A series of recent studies has implicated the RNAi machinery in the establishment and maintenance of heterochromatin at centromeres (17, 19-27). In Schizosaccharomyces pombe, mutants in the RNAi pathway have a number of mitotic and meiotic defects and display a loss of heterochromatin at the centromeres and a derepression of transcription of centromeric repeats (20, 21, 26-28). Roles for RNAi at heterochromatic mating-type loci are more restricted, with the machinery mainly acting during the initiation phase rather than in the maintenance of heterochromatin (21, 25, 29). Similar roles for RNAi in the husbandry of repetitive elements and formation of heterochromatin have been observed in Tetrahymena (22, 30), chicken DT40 cells (17), mouse ES cells (19), and plants (31) but notably not in Neurospora (32-34). We set out to examine models of Dicer function in mammalian cells by expanding on our earlier constitutive mutant animals through the creation of conditional Dicer-null ES cells.

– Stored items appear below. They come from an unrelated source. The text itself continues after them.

#![allow(dead_code)]

use httpmock::MockServer;
use serde_json::{Value, json};
use std::time::Duration;
use tokio::io::{AsyncReadExt, AsyncWriteExt};
use tokio::net::TcpListener;
use tokio::task::JoinHandle;

use donation_pay::{AppState, Config, DonationApiClient, Environment};

pub const TOKEN: &str = "test-token";

/// Port 1 is never listening; requests fail before any response.
pub const UNREACHABLE_BASE_URL: &str = "http://127.0.0.1:1";

pub fn client(server: &MockServer) -> DonationApiClient {
    client_at(&server.base_url())
}

pub fn client_at(base_url: &str) -> DonationApiClient {
    DonationApiClient::new(base_url, Some(TOKEN.to_string()), Duration::from_secs(5))
        .expect("build client")
}

pub fn anonymous_client(base_url: &str) -> DonationApiClient {
    DonationApiClient::new(base_url, None, Duration::from_secs(5)).expect("build client")
}

pub fn unreachable_client() -> DonationApiClient {
    DonationApiClient::new(UNREACHABLE_BASE_URL, Some(TOKEN.to_string()), Duration::from_secs(5))
        .expect("build client")
}

pub fn config(base_url: &str, token: Option<&str>) -> Config {
    Config {
        environment: Environment::Development,
        api_base_url: base_url.trim_end_matches('/').to_string(),
        api_token: token.map(|t| t.to_string()),
        request_timeout: Duration::from_secs(5),
        proxy_host: "127.0.0.1".to_string(),
        proxy_port: 0,
    }
}

pub fn proxy_state(base_url: &str, token: Option<&str>) -> AppState {
    AppState::new(config(base_url, token)).expect("build state")
}

pub fn intent_json(id: &str, amount: f64, currency: &str, status: &str) -> Value {
    json!({
        "paymentIntentId": id,
        "amount": amount,
        "currency": currency,
        "status": status,
        "expiresAt": "2030-01-01T00:15:00Z"
    })
}

pub fn donation_json(id: i64, amount: f64, status: &str) -> Value {
    json!({
        "id": id,
        "donor": {"id": 11, "name": "Test Donor"},
        "amount": amount,
        "donationText": "keep going",
        "donationTime": "2026-10-01T08:30:00Z",
        "status": status
    })
}

/// Accepts one connection, answers it with `status` and a JSON `body`, and
/// yields the raw request head (request line plus headers).
pub async fn capture_one_request(status: &'static str, body: Value) -> (String, JoinHandle<String>) {
    let listener = TcpListener::bind("127.0.0.1:0").await.expect("bind");
    let addr = listener.local_addr().expect("local addr");

    let handle = tokio::spawn(async move {
        let (mut socket, _) = listener.accept().await.expect("accept");
        let mut buf = Vec::new();
        let mut chunk = [0u8; 4096];
        let head = loop {
            let n = socket.read(&mut chunk).await.expect("read request");
            assert!(n > 0, "connection closed before request head");
            buf.extend_from_slice(&chunk[..n]);
            if let Some(end) = buf.windows(4).position(|w| w == b"\r\n\r\n") {
                let head = String::from_utf8_lossy(&buf[..end]).to_string();
                let body_len = header_values(&head, "content-length")
                    .first()
                    .and_then(|v| v.parse::<usize>().ok())
                    .unwrap_or(0);
                while buf.len() < end + 4 + body_len {
                    let n = socket.read(&mut chunk).await.expect("read body");
                    if n == 0 {
                        break;
                    }
                    buf.extend_from_slice(&chunk[..n]);
                }
                break head;
            }
        };

        let payload = body.to_string();
        let response = format!(
            "HTTP/1.1 {status}\r\ncontent-type: application/json\r\ncontent-length: {}\r\nconnection: close\r\n\r\n{payload}",
            payload.len()
        );
        socket.write_all(response.as_bytes()).await.expect("write response");
        let _ = socket.shutdown().await;
        head
    });

    (format!("http://{addr}"), handle)
}

/// Values of every occurrence of header `name` (case-insensitive) in a raw head.
pub fn header_values(head: &str, name: &str) -> Vec<String> {
    head.lines()
        .skip(1)
        .filter_map(|line| line.split_once(':'))
        .filter(|(k, _)| k.trim().eq_ignore_ascii_case(name))
        .map(|(_, v)| v.trim().to_string())
        .collect()
}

ES cells are a transient pluripotent cell population found in the mammalian blastocyst that can be isolated and cultured in vitro without a loss of their ability to contribute to all mouse tissues. Mouse ES cells contain Dicer and express a substantial number of miRNAs, including some that are unique to ES cells (35). Here we describe the creation and characterization of Dicer conditional ES cell lines that can be induced to inactivate Dicer upon exposure to Cre recombinase. We find that, upon loss of Dicer activity, ES cells have a significant proliferation defect. However, this defect can be overcome with time, probably because of the accumulation of additional mutations. As expected, Dicer-deficient ES cells are unable to process pre-miRNAs or dsRNAs. Interestingly, Dicer-null cells are still able to mount an siRNA-mediated gene silencing response. In addition, ES cells lacking Dicer accumulate transcripts derived from the centromeric major satellite but retain the integrity of centromeric heterochromatin as indicated by the presence of cytosine methylation and histone H3 lysine 9 trimethylation.

Materials and Methods

Gene Targeting and Cell Culture. 4E4 Dicer heterozygous ES cells (1) were electroporated with the linearized conditional targeting construct and selected with puromycin. ES cells were grown on a STO feeder layer or on gelatin-coated plates with media supplemented with leukemia inhibitory factor.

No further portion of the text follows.